1.61 The Accord Acts equip the boards with a variety of tools in the event of non-compliance. For example, they can

  • issue orders to comply,
  • suspend or revoke an authorization or operating licence,
  • refer a matter for prosecution, or
  • assume control of operations.

Prosecution of a case of non-compliance can result in fines and penalties.

1.62 In alleged non-compliance situations, the boards can undertake formal investigations to determine the appropriate enforcement action. We found that since 2009, the Nova Scotia Board has not dealt with any environmental incidents that warranted investigation. In 2011, the Newfoundland–Labrador Board investigated one incident of a reported spill of 26,400 litres of synthetic drilling fluid into the ocean. As a result of the investigation, charges were laid and financial penalties were applied.

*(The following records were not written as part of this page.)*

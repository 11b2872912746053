// Resume extraction: LLM-labeled text → typed `ResumeRecord`.
// Parsing is deterministic; the only LLM call lives in `extractor`.

pub mod bullets;
pub mod extractor;
pub mod projects;
pub mod prompts;
pub mod segmenter;
pub mod work_experience;

pub use extractor::extract;
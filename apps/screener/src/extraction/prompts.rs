// Prompt constants for resume extraction.
// The section labels here must stay in sync with `segmenter::SECTION_MARKERS`,
// and the bullet examples with the glyphs in `bullets::BULLET_GLYPHS`.

/// Extraction prompt template. Replace `{resume_text}` before sending.
pub const EXTRACTION_PROMPT_TEMPLATE: &str = r#"Please analyze the following resume and extract the information in this exact format with clear section headers:

Name: [Full Name]
Email: [Email Address]
Phone: [Phone Number]
Profile Summary: [Detailed profile summary]
Work Experience: [List each position in this format:
• Company Name (Duration, Location)
* Responsibility 1
* Responsibility 2
* Responsibility 3
]
Education: [Detailed education history]
Technical Skills: [List of technical skills]
Projects: [List each project in this format:
* Project Title
* Detail 1
* Detail 2
* Technologies: List of technologies used
]
Certificates: [List of certificates and certifications]

Important:
- For Work Experience, first find the company name and then the bullet points below it. Keep the bullet point format exactly as shown above. Do this for every company you can find.
- For Projects, put each project title on its own line with a bullet point, followed by its details on separate bulleted lines.

Resume Text: {resume_text}"#;
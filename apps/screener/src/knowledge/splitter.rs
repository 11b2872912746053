//! Recursive character splitter for resume text.
//!
//! Splits on the first separator present in the text (paragraph, then line,
//! then space, then single characters), greedily merges the pieces back into
//! chunks of at most `chunk_size` characters, and carries up to
//! `chunk_overlap` characters of trailing pieces into the next chunk.
//! Pieces that are still too long are split again with the finer separators.
//!
//! Each separator stays attached to the start of the piece that follows it,
//! so every chunk is a contiguous slice of the input (trimmed).
//! All lengths are counted in chars.

use tracing::warn;

pub const DEFAULT_CHUNK_SIZE: usize = 500;
pub const DEFAULT_CHUNK_OVERLAP: usize = 50;
pub const DEFAULT_SEPARATORS: &[&str] = &["\n\n", "\n", " ", ""];

#[derive(Debug, Clone)]
pub struct TextSplitter {
    chunk_size: usize,
    chunk_overlap: usize,
    separators: Vec<&'static str>,
}

impl Default for TextSplitter {
    fn default() -> Self {
        Self::new(DEFAULT_CHUNK_SIZE, DEFAULT_CHUNK_OVERLAP)
    }
}

impl TextSplitter {
    pub fn new(chunk_size: usize, chunk_overlap: usize) -> Self {
        debug_assert!(chunk_overlap < chunk_size, "overlap must be smaller than chunk size");
        Self {
            chunk_size,
            chunk_overlap,
            separators: DEFAULT_SEPARATORS.to_vec(),
        }
    }

    pub fn split_text(&self, text: &str) -> Vec<String> {
        self.split_recursive(text, &self.separators)
    }

    fn split_recursive(&self, text: &str, separators: &[&'static str]) -> Vec<String> {
        let position = separators
            .iter()
            .position(|sep| sep.is_empty() || text.contains(*sep));
        let (separator, finer): (&str, &[&'static str]) = match position {
            Some(i) => (separators[i], &separators[i + 1..]),
            None => ("", &[]),
        };

        let mut chunks = Vec::new();
        let mut short_pieces: Vec<&str> = Vec::new();

        for piece in split_keeping_separator(text, separator) {
            if char_len(piece) < self.chunk_size {
                short_pieces.push(piece);
                continue;
            }
            if !short_pieces.is_empty() {
                chunks.extend(self.merge_pieces(&short_pieces));
                short_pieces.clear();
            }
            if finer.is_empty() {
                chunks.extend(join_pieces(&[piece]));
            } else {
                chunks.extend(self.split_recursive(piece, finer));
            }
        }

        if !short_pieces.is_empty() {
            chunks.extend(self.merge_pieces(&short_pieces));
        }
        chunks
    }

    /// Greedy merge of adjacent pieces with a sliding overlap window.
    fn merge_pieces(&self, pieces: &[&str]) -> Vec<String> {
        let mut chunks = Vec::new();
        let mut window: Vec<&str> = Vec::new();
        let mut total = 0usize;

        for &piece in pieces {
            let len = char_len(piece);

            if total + len > self.chunk_size && !window.is_empty() {
                if total > self.chunk_size {
                    warn!(
                        "Created a chunk of size {}, which is longer than the specified {}",
                        total, self.chunk_size
                    );
                }
                chunks.extend(join_pieces(&window));

                // Shrink from the front until the remainder fits as overlap
                // and leaves room for the incoming piece.
                while !window.is_empty()
                    && (total > self.chunk_overlap || total + len > self.chunk_size)
                {
                    total -= char_len(window.remove(0));
                }
            }

            window.push(piece);
            total += len;
        }

        chunks.extend(join_pieces(&window));
        chunks
    }
}

/// Splits before every occurrence of `separator`, keeping the separator at
/// the start of the following piece. Concatenating the pieces gives back
/// `text`. The empty separator splits into single chars.
fn split_keeping_separator<'a>(text: &'a str, separator: &str) -> Vec<&'a str> {
    if separator.is_empty() {
        return text
            .char_indices()
            .map(|(i, c)| &text[i..i + c.len_utf8()])
            .collect();
    }

    let mut pieces = Vec::new();
    let mut start = 0;
    for (index, _) in text.match_indices(separator) {
        if index > start {
            pieces.push(&text[start..index]);
        }
        start = index;
    }
    if start < text.len() {
        pieces.push(&text[start..]);
    }
    pieces
}

/// Concatenates adjacent pieces into a trimmed chunk; blank chunks are dropped.
fn join_pieces(pieces: &[&str]) -> Option<String> {
    let joined = pieces.concat();
    let trimmed = joined.trim();
    (!trimmed.is_empty()).then(|| trimmed.to_string())
}

fn char_len(s: &str) -> usize {
    s.chars().count()
}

1.63 Both boards cite the operators’ desire to protect their reputations as an important driver of compliance. We found that most situations of non-compliance were resolved without the use of more serious measures or enforcement tools. The two boards use different combinations of letters and notices to achieve compliance. Both boards have policies outlining how they will escalate their response in a case of non-compliance, if necessary.

Preparing for and responding to spills

1.64 As illustrated by the Macondo (Deepwater Horizon) spill in the Gulf of Mexico in 2010, major spills (Exhibit 1.7) are among the most significant contributors to the environmental impact of oil and gas activities. They are relatively infrequent (Exhibit 1.8), but can have severe and long-lasting consequences. A spill from a ship involves a well-defined and limited quantity of oil, but it is difficult to predict the amount of oil that might ultimately be released from underground reservoirs as a result of loss of well control (a blowout).

Exhibit 1.7—Definitions of major spills vary

The severity of spills is defined in two main ways: by the size of a spill or by the players involved in the response and what roles they play, with more significant spills requiring resources from other players, possibly from other parts of the world. We observed that different players involved in offshore spills in Atlantic Canada use different and sometimes inconsistent ways of categorizing spills and of deciding when more significant effort is required. For the purpose of this chapter, a major spill is one requiring response activities by the operators together with the boards and other federal entities.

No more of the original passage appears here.